Theatrical productions exist only in the moment you experience them. And yet, thanks to the craft of photography, plays and musicals live on, through expertly-created images that capture magical moments that would otherwise vanish forever. This year the American Theatre Wing’s Tony Awards® are honoring one of the most revered production photographers working on Broadway. Joan Marcus will receive a 2014 Tony Honor for Excellence in the Theatre in June, in celebration of a quarter century of enduring work behind the camera.
“I was really surprised,” Marcus says, about her Tony Honor. “It has been a wonderful career that I’ve enjoyed, and this is such a nice validation. I didn’t realize how much that validation would mean to me, how important, until I got it. So this is really, really special.”
Marcus moved to New York in 1992, but the Pittsburgh native’s career started nearly a decade earlier, when she was hired as resident photographer at the Kennedy Center for the Performing Arts in Washington, D.C. It wasn’t a career path that was planned. “I went to college in D.C. in the 1970s, and I got a liberal arts education," she reports. "I loved photography and had taken a lot of classes in college, but I had no idea that I would be a photographer. I actually applied to Berkley to do landscape architecture and was taking various jobs in my quest to make money for graduate school.” Her first job after graduation was a stint as a photo printer at the George Washington University Medical School. She says she hated the work, but on the strength of her new skills, she got hired as printer for the house photographer at the John F. Kennedy Center for the Performing Arts. Three years later, she became the theatre’s resident photographer. In the interim, she had honed her craft working freelance for the numerous theaters that came into prominence in D.C. during the burgeoning theatre scene of the 1980s.

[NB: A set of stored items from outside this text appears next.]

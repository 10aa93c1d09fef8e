//! Agents — isolated execution contexts with their own single-threaded
//! event loops.
//!
//! The lock manager only needs two things from an agent: a way to post a
//! task onto its loop (the wake-up primitive) and a hook that fires when
//! the agent is torn down. [`AgentHandle`] packages both. Hosts that drive
//! their own loop pair a handle with an [`AgentMailbox`] via [`mailbox`];
//! [`Agent`] is the batteries-included worker that runs a mailbox on a
//! dedicated OS thread.

use std::fmt;
use std::panic::AssertUnwindSafe;
use std::sync::atomic::{AtomicU64, Ordering};
use std::sync::{Arc, Mutex, PoisonError};
use std::thread;

use tokio::sync::mpsc;
use tokio::sync::oneshot;
use tracing::error;

/// Global agent ID counter.
static NEXT_AGENT_ID: AtomicU64 = AtomicU64::new(1);

/// Opaque identifier for an agent.
#[derive(Debug, Clone, Copy, PartialEq, Eq, Hash, PartialOrd, Ord)]
pub struct AgentId(u64);

impl AgentId {
    fn next() -> Self {
        Self(NEXT_AGENT_ID.fetch_add(1, Ordering::Relaxed))
    }
}

impl fmt::Display for AgentId {
    fn fmt(&self, f: &mut fmt::Formatter<'_>) -> fmt::Result {
        write!(f, "{}", self.0)
    }
}

type AgentTask = Box<dyn FnOnce() + Send>;
type TeardownHook = Box<dyn FnOnce(AgentId) + Send>;

enum AgentCommand {
    /// Execute a task on the agent's thread.
    Run(AgentTask),
    /// Stop the loop and fire teardown hooks.
    Shutdown,
}

/// Cloneable handle used to post work into an agent and to observe its
/// teardown.
#[derive(Clone)]
pub struct AgentHandle {
    id: AgentId,
    tx: mpsc::UnboundedSender<AgentCommand>,
    hooks: Arc<Mutex<Vec<TeardownHook>>>,
}

impl AgentHandle {
    /// This agent's identifier.
    pub fn id(&self) -> AgentId {
        self.id
    }

    /// Post a task to run on the agent's thread, FIFO with respect to
    /// other posts. Returns `false` when the agent is gone; the task is
    /// silently dropped in that case.
    pub fn post(&self, task: impl FnOnce() + Send + 'static) -> bool {
        self.tx.send(AgentCommand::Run(Box::new(task))).is_ok()
    }

    /// Register a hook that fires when the agent's loop exits.
    pub fn on_teardown(&self, hook: impl FnOnce(AgentId) + Send + 'static) {
        self.hooks
            .lock()
            .unwrap_or_else(PoisonError::into_inner)
            .push(Box::new(hook));
    }

    fn shutdown(&self) {
        let _ = self.tx.send(AgentCommand::Shutdown);
    }
}

impl fmt::Debug for AgentHandle {
    fn fmt(&self, f: &mut fmt::Formatter<'_>) -> fmt::Result {
        f.debug_struct("AgentHandle").field("id", &self.id).finish()
    }
}

/// Receiving side of an agent: the task queue and teardown hooks.
///
/// Hosts embedding the lock service into their own event loop drive this
/// directly; [`Agent`] drives it on a dedicated thread.
pub struct AgentMailbox {
    id: AgentId,
    rx: mpsc::UnboundedReceiver<AgentCommand>,
    hooks: Arc<Mutex<Vec<TeardownHook>>>,
}

/// Create a handle/mailbox pair for a new agent.
pub fn mailbox() -> (AgentHandle, AgentMailbox) {
    let id = AgentId::next();
    let (tx, rx) = mpsc::unbounded_channel();
    let hooks = Arc::new(Mutex::new(Vec::new()));
    (
        AgentHandle {
            id,
            tx,
            hooks: hooks.clone(),
        },
        AgentMailbox { id, rx, hooks },
    )
}

impl AgentMailbox {
    /// Drive the mailbox until shutdown (or until every handle is
    /// dropped), then fire teardown hooks. Panics in posted tasks are
    /// contained so the loop keeps running.
    pub async fn run(mut self) {
        while let Some(command) = self.rx.recv().await {
            match command {
                AgentCommand::Run(task) => run_contained(self.id, task),
                AgentCommand::Shutdown => break,
            }
        }
        self.fire_teardown();
    }

    /// Execute every task already queued, without waiting for more.
    /// Returns the number of tasks run.
    pub fn run_ready(&mut self) -> usize {
        let mut ran = 0;
        while let Ok(command) = self.rx.try_recv() {
            match command {
                AgentCommand::Run(task) => {
                    run_contained(self.id, task);
                    ran += 1;
                }
                AgentCommand::Shutdown => break,
            }
        }
        ran
    }

    /// Fire teardown hooks, consuming the mailbox. Called by [`run`] on
    /// exit; hosts with their own loop call it when the agent dies.
    ///
    /// [`run`]: AgentMailbox::run
    pub fn fire_teardown(self) {
        let hooks: Vec<TeardownHook> = self
            .hooks
            .lock()
            .unwrap_or_else(PoisonError::into_inner)
            .drain(..)
            .collect();
        for hook in hooks {
            hook(self.id);
        }
    }
}

fn run_contained(id: AgentId, task: AgentTask) {
    if std::panic::catch_unwind(AssertUnwindSafe(task)).is_err() {
        error!(agent = %id, "posted task panicked");
    }
}

/// An agent running on a dedicated OS thread with a current-thread tokio
/// runtime.
///
/// Dropping the agent performs a best-effort shutdown and joins the
/// thread; queued tasks that have not run yet are discarded.
pub struct Agent {
    handle: AgentHandle,
    thread: Option<thread::JoinHandle<()>>,
}

impl Agent {
    /// Spawn a new agent thread.
    pub fn spawn(name: &str) -> std::io::Result<Self> {
        let (handle, mailbox) = mailbox();
        let thread = thread::Builder::new()
            .name(format!("agent-{}-{}", name, handle.id()))
            .spawn(move || {
                let rt = tokio::runtime::Builder::new_current_thread()
                    .enable_all()
                    .build()
                    .expect("failed to build agent runtime");
                rt.block_on(mailbox.run());
            })?;
        Ok(Self {
            handle,
            thread: Some(thread),
        })
    }

    /// This agent's identifier.
    pub fn id(&self) -> AgentId {
        self.handle.id()
    }

    /// A handle for posting work into this agent.
    pub fn handle(&self) -> AgentHandle {
        self.handle.clone()
    }

    /// Run a closure on the agent's thread and return its result, or
    /// `None` if the agent is gone.
    pub async fn run<F, T>(&self, f: F) -> Option<T>
    where
        F: FnOnce() -> T + Send + 'static,
        T: Send + 'static,
    {
        let (tx, rx) = oneshot::channel();
        if !self.handle.post(move || {
            let _ = tx.send(f());
        }) {
            return None;
        }
        rx.await.ok()
    }

    /// Stop the agent and join its thread. Teardown hooks fire before
    /// this returns.
    pub fn shutdown(mut self) {
        self.handle.shutdown();
        if let Some(thread) = self.thread.take() {
            let _ = thread.join();
        }
    }
}

impl Drop for Agent {
    fn drop(&mut self) {
        self.handle.shutdown();
        if let Some(thread) = self.thread.take() {
            let _ = thread.join();
        }
    }
}

#[cfg(test)]
mod tests {
    use super::*;
    use std::sync::atomic::AtomicBool;

    #[tokio::test]
    async fn run_returns_closure_result() {
        let agent = Agent::spawn("test").unwrap();
        assert_eq!(agent.run(|| 2 + 2).await, Some(4));
        agent.shutdown();
    }

    #[test]
    fn post_after_shutdown_is_dropped() {
        let agent = Agent::spawn("test").unwrap();
        let handle = agent.handle();
        agent.shutdown();
        assert!(!handle.post(|| {}));
    }

    #[test]
    fn teardown_hooks_fire_on_shutdown() {
        let agent = Agent::spawn("test").unwrap();
        let fired = Arc::new(AtomicBool::new(false));
        let fired_clone = fired.clone();
        let id = agent.id();
        agent.handle().on_teardown(move |hook_id| {
            assert_eq!(hook_id, id);
            fired_clone.store(true, Ordering::Release);
        });
        agent.shutdown();
        assert!(fired.load(Ordering::Acquire));
    }

    #[test]
    fn mailbox_runs_ready_tasks_in_post_order() {
        let (handle, mut mb) = mailbox();
        let log = Arc::new(Mutex::new(Vec::new()));
        for i in 0..3 {
            let log = log.clone();
            assert!(handle.post(move || log.lock().unwrap().push(i)));
        }
        assert_eq!(mb.run_ready(), 3);
        assert_eq!(*log.lock().unwrap(), vec![0, 1, 2]);
        assert_eq!(mb.run_ready(), 0);
    }

    #[tokio::test]
    async fn panicking_task_does_not_kill_the_agent() {
        let agent = Agent::spawn("test").unwrap();
        agent.handle().post(|| panic!("boom"));
        assert_eq!(agent.run(|| 1).await, Some(1));
        agent.shutdown();
    }

    #[test]
    fn agent_ids_are_unique() {
        let (a, _mba) = mailbox();
        let (b, _mbb) = mailbox();
        assert_ne!(a.id(), b.id());
    }
}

“The Kennedy Center was a very visible place,” she notes. “Many shows that would eventually go to Broadway would try out there.” That’s how she got her first high-profile assignments, such as doing the production shots for the Broadway-bound play Lillian starring the Tony Award-winning actress Zoe Caldwell, and, two years later, a show that would win the 1988 Best Play Tony Award, David Henry Hwang’s M. Butterfly. “They liked what I did and one thing led to another,” she reports. “All of a sudden I started getting work and meeting people from New York.”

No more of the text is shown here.